* _EXERCISE DIRECTIONS_:
Look through the material below and return every line that contains "RemoteTaskRepository".

== DATA EXCERPTS ==

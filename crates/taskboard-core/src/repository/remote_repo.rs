//! Remote Task Repository
//!
//! Talks to the row-store's REST interface (`/rest/v1/<table>`). Every
//! operation is its own round trip and every backend error reaches the
//! caller with a description of what was being attempted.

use async_trait::async_trait;
use reqwest::header::ACCEPT;
use reqwest::{Client, Method, RequestBuilder, Response};
use serde::de::DeserializeOwned;
use serde::Deserialize;
use tracing::{debug, warn};

use super::error::{RepositoryError, RepositoryResult};
use super::traits::Repository;
use crate::domain::{Entity, Task, TaskId};

/// Table holding the task rows
pub const DEFAULT_TABLE: &str = "tasks";

/// Row-level code for "no row matched a single-object request"
const NO_ROWS_CODE: &str = "PGRST116";

/// Ask for one JSON object instead of an array
const SINGLE_OBJECT: &str = "application/vnd.pgrst.object+json";

/// Row-level error body
#[derive(Debug, Deserialize)]
struct RowError {
    code: String,
    message: String,
    #[serde(default)]
    details: Option<String>,
    #[serde(default)]
    hint: Option<String>,
}

/// Network-backed implementation of the task repository
#[derive(Debug, Clone)]
pub struct RemoteTaskRepository {
    client: Client,
    endpoint: String,
    api_key: String,
}

impl RemoteTaskRepository {
    /// `url` is the project base URL, `api_key` is sent on every request
    pub fn new(url: &str, api_key: impl Into<String>, table: &str) -> Self {
        Self::with_client(Client::new(), url, api_key, table)
    }

    pub fn with_client(client: Client, url: &str, api_key: impl Into<String>, table: &str) -> Self {
        Self {
            client,
            endpoint: format!("{}/rest/v1/{}", url.trim_end_matches('/'), table),
            api_key: api_key.into(),
        }
    }

    pub fn endpoint(&self) -> &str {
        &self.endpoint
    }

    fn request(&self, method: Method) -> RequestBuilder {
        self.client
            .request(method, &self.endpoint)
            .header("apikey", &self.api_key)
            .bearer_auth(&self.api_key)
    }

    async fn send(&self, request: RequestBuilder, context: String) -> RepositoryResult<Response> {
        let response = request
            .send()
            .await
            .map_err(|source| RepositoryError::Http {
                context: context.clone(),
                source,
            })?;
        check_status(response, context).await
    }
}

/// Pass successful responses through, turn the rest into errors
async fn check_status(response: Response, context: String) -> RepositoryResult<Response> {
    let status = response.status();
    if status.is_success() {
        return Ok(response);
    }

    let body = match response.text().await {
        Ok(body) => body,
        Err(e) => format!("<unreadable body: {e}>"),
    };
    match serde_json::from_str::<RowError>(&body) {
        Ok(row) => Err(RepositoryError::Backend {
            context,
            code: row.code,
            message: row.message,
            details: row.details,
            hint: row.hint,
        }),
        Err(_) => Err(RepositoryError::Status {
            context,
            status: status.as_u16(),
            body,
        }),
    }
}

/// Read the whole body and parse it as `T`
async fn decode<T: DeserializeOwned>(response: Response, context: String) -> RepositoryResult<T> {
    let bytes = response.bytes().await.map_err(|source| RepositoryError::Http {
        context: context.clone(),
        source,
    })?;
    serde_json::from_slice(&bytes).map_err(|source| RepositoryError::Decode { context, source })
}

#[async_trait]
impl Repository<Task> for RemoteTaskRepository {
    async fn save(&self, entity: &Task) -> RepositoryResult<()> {
        let request = self
            .request(Method::POST)
            .query(&[("on_conflict", "id")])
            .header("Prefer", "resolution=merge-duplicates,return=minimal")
            .json(entity);
        self.send(request, format!("Failed to save task {}", entity.id()))
            .await?;
        debug!(task_id = %entity.id(), "Task upserted");
        Ok(())
    }

    async fn get(&self, id: &TaskId) -> RepositoryResult<Option<Task>> {
        let filter = format!("eq.{id}");
        let request = self
            .request(Method::GET)
            .query(&[("select", "*"), ("id", filter.as_str())])
            .header(ACCEPT, SINGLE_OBJECT);
        let context = format!("Failed to fetch task {id}");

        match self.send(request, context.clone()).await {
            Ok(response) => Ok(Some(decode(response, context).await?)),
            Err(e) if e.code() == Some(NO_ROWS_CODE) => Ok(None),
            Err(e) => Err(e),
        }
    }

    async fn get_all(&self) -> RepositoryResult<Vec<Task>> {
        let request = self
            .request(Method::GET)
            .query(&[("select", "*"), ("order", "created_at.asc")]);
        let context = "Failed to fetch tasks".to_string();
        let response = self.send(request, context.clone()).await?;
        decode(response, context).await
    }

    async fn delete(&self, id: &TaskId) -> RepositoryResult<()> {
        let filter = format!("eq.{id}");
        let request = self
            .request(Method::DELETE)
            .query(&[("id", filter.as_str())])
            .header("Prefer", "return=minimal");
        self.send(request, format!("Failed to delete task {id}"))
            .await?;
        debug!(task_id = %id, "Task deleted");
        Ok(())
    }

    /// Fetches every row and deletes them one by one.
    ///
    /// One round trip per row: slow for large tables, but it only needs the
    /// same row-level permissions as a single delete. Stops at the first
    /// failure, leaving the remaining rows in place.
    async fn clear_all(&self) -> RepositoryResult<()> {
        let tasks = self.get_all().await?;
        let total = tasks.len();
        for (done, task) in tasks.iter().enumerate() {
            if let Err(e) = self.delete(task.id()).await {
                warn!(deleted = done, total, error = %e, "Clearing tasks stopped");
                return Err(e);
            }
        }
        debug!(count = total, "All tasks deleted");
        Ok(())
    }
}

#[cfg(test)]
mod tests {
    use super::*;
    use serde_json::json;
    use wiremock::matchers::{body_json, header, method, path, query_param};
    use wiremock::{Mock, MockServer, ResponseTemplate};

    const PATH: &str = "/rest/v1/tasks";

    fn repo(server: &MockServer) -> RemoteTaskRepository {
        RemoteTaskRepository::new(&server.uri(), "anon-key", DEFAULT_TABLE)
    }

    fn row(id: &str, title: &str, completed: bool, created_at: &str) -> serde_json::Value {
        json!({
            "id": id,
            "title": title,
            "description": null,
            "is_completed": completed,
            "created_at": created_at,
        })
    }

    #[test]
    fn test_endpoint() {
        let repo = RemoteTaskRepository::new("https://demo.example.co/", "k", "tasks");
        assert_eq!(repo.endpoint(), "https://demo.example.co/rest/v1/tasks");
    }

    #[tokio::test]
    async fn test_save_upserts_by_id() {
        let server = MockServer::start().await;
        let task = Task::new("Buy milk", None);

        Mock::given(method("POST"))
            .and(path(PATH))
            .and(query_param("on_conflict", "id"))
            .and(header("apikey", "anon-key"))
            .and(header("authorization", "Bearer anon-key"))
            .and(body_json(serde_json::to_value(&task).unwrap()))
            .respond_with(ResponseTemplate::new(201))
            .expect(1)
            .mount(&server)
            .await;

        repo(&server).save(&task).await.unwrap();
    }

    #[tokio::test]
    async fn test_get_all_orders_by_creation() {
        let server = MockServer::start().await;

        Mock::given(method("GET"))
            .and(path(PATH))
            .and(query_param("select", "*"))
            .and(query_param("order", "created_at.asc"))
            .respond_with(ResponseTemplate::new(200).set_body_json(json!([
                row("a", "first", false, "2024-03-01T10:00:00+00:00"),
                row("b", "second", true, "2024-03-01T11:00:00.5+00:00"),
            ])))
            .mount(&server)
            .await;

        let tasks = repo(&server).get_all().await.unwrap();
        assert_eq!(tasks.len(), 2);
        assert_eq!(tasks[0].title, "first");
        assert!(tasks[1].is_completed());
    }

    #[tokio::test]
    async fn test_get_found() {
        let server = MockServer::start().await;

        Mock::given(method("GET"))
            .and(path(PATH))
            .and(query_param("id", "eq.a"))
            .and(header("accept", SINGLE_OBJECT))
            .respond_with(
                ResponseTemplate::new(200)
                    .set_body_json(row("a", "first", false, "2024-03-01T10:00:00+00:00")),
            )
            .mount(&server)
            .await;

        let task = repo(&server).get(&TaskId::from("a")).await.unwrap().unwrap();
        assert_eq!(task.title, "first");
    }

    #[tokio::test]
    async fn test_get_no_rows_is_none() {
        let server = MockServer::start().await;

        Mock::given(method("GET"))
            .and(path(PATH))
            .respond_with(ResponseTemplate::new(406).set_body_json(json!({
                "code": "PGRST116",
                "message": "JSON object requested, multiple (or no) rows returned",
                "details": "The result contains 0 rows",
                "hint": null,
            })))
            .mount(&server)
            .await;

        let found = repo(&server).get(&TaskId::from("missing")).await.unwrap();
        assert!(found.is_none());
    }

    #[tokio::test]
    async fn test_row_error_is_wrapped() {
        let server = MockServer::start().await;
        let task = Task::new("Dup", None);

        Mock::given(method("POST"))
            .and(path(PATH))
            .respond_with(ResponseTemplate::new(409).set_body_json(json!({
                "code": "23505",
                "message": "duplicate key value violates unique constraint",
                "details": null,
                "hint": null,
            })))
            .mount(&server)
            .await;

        let err = repo(&server).save(&task).await.unwrap_err();
        assert_eq!(err.code(), Some("23505"));
        let message = err.to_string();
        assert!(message.contains("Failed to save task"));
        assert!(message.contains("duplicate key"));
    }

    #[tokio::test]
    async fn test_plain_status_error() {
        let server = MockServer::start().await;

        Mock::given(method("GET"))
            .and(path(PATH))
            .respond_with(ResponseTemplate::new(503).set_body_string("upstream down"))
            .mount(&server)
            .await;

        let err = repo(&server).get_all().await.unwrap_err();
        assert!(matches!(
            err,
            RepositoryError::Status { status: 503, ref body, .. } if body == "upstream down"
        ));
    }

    #[tokio::test]
    async fn test_malformed_rows_are_a_decode_error() {
        let server = MockServer::start().await;

        Mock::given(method("GET"))
            .and(path(PATH))
            .respond_with(ResponseTemplate::new(200).set_body_json(json!([{"id": "a"}])))
            .mount(&server)
            .await;

        let err = repo(&server).get_all().await.unwrap_err();
        assert!(matches!(err, RepositoryError::Decode { .. }));
        assert!(err.to_string().starts_with("Failed to fetch tasks"));

        let err = repo(&server).get(&TaskId::from("a")).await.unwrap_err();
        assert!(matches!(err, RepositoryError::Decode { .. }));
    }

    #[tokio::test]
    async fn test_delete_matches_id() {
        let server = MockServer::start().await;

        Mock::given(method("DELETE"))
            .and(path(PATH))
            .and(query_param("id", "eq.a"))
            .respond_with(ResponseTemplate::new(204))
            .expect(1)
            .mount(&server)
            .await;

        repo(&server).delete(&TaskId::from("a")).await.unwrap();
    }

    #[tokio::test]
    async fn test_clear_all_deletes_each_row() {
        let server = MockServer::start().await;

        Mock::given(method("GET"))
            .and(path(PATH))
            .respond_with(ResponseTemplate::new(200).set_body_json(json!([
                row("a", "one", false, "2024-03-01T10:00:00+00:00"),
                row("b", "two", false, "2024-03-01T10:00:01+00:00"),
                row("c", "three", true, "2024-03-01T10:00:02+00:00"),
            ])))
            .mount(&server)
            .await;
        Mock::given(method("DELETE"))
            .and(path(PATH))
            .respond_with(ResponseTemplate::new(204))
            .expect(3)
            .mount(&server)
            .await;

        repo(&server).clear_all().await.unwrap();
    }

    #[tokio::test]
    async fn test_clear_all_surfaces_delete_failure() {
        let server = MockServer::start().await;

        Mock::given(method("GET"))
            .and(path(PATH))
            .respond_with(ResponseTemplate::new(200).set_body_json(json!([
                row("a", "one", false, "2024-03-01T10:00:00+00:00"),
            ])))
            .mount(&server)
            .await;
        Mock::given(method("DELETE"))
            .and(path(PATH))
            .respond_with(ResponseTemplate::new(403).set_body_json(json!({
                "code": "42501",
                "message": "permission denied for table tasks",
            })))
            .mount(&server)
            .await;

        let err = repo(&server).clear_all().await.unwrap_err();
        assert_eq!(err.code(), Some("42501"));
    }
}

===

* _ANSWER SECTION_:
pub struct RemoteTaskRepository {
impl RemoteTaskRepository {
impl Repository<Task> for RemoteTaskRepository {
    fn repo(server: &MockServer) -> RemoteTaskRepository {
        RemoteTaskRepository::new(&server.uri(), "anon-key", DEFAULT_TABLE)
        let repo = RemoteTaskRepository::new("https://demo.example.co/", "k", "tasks");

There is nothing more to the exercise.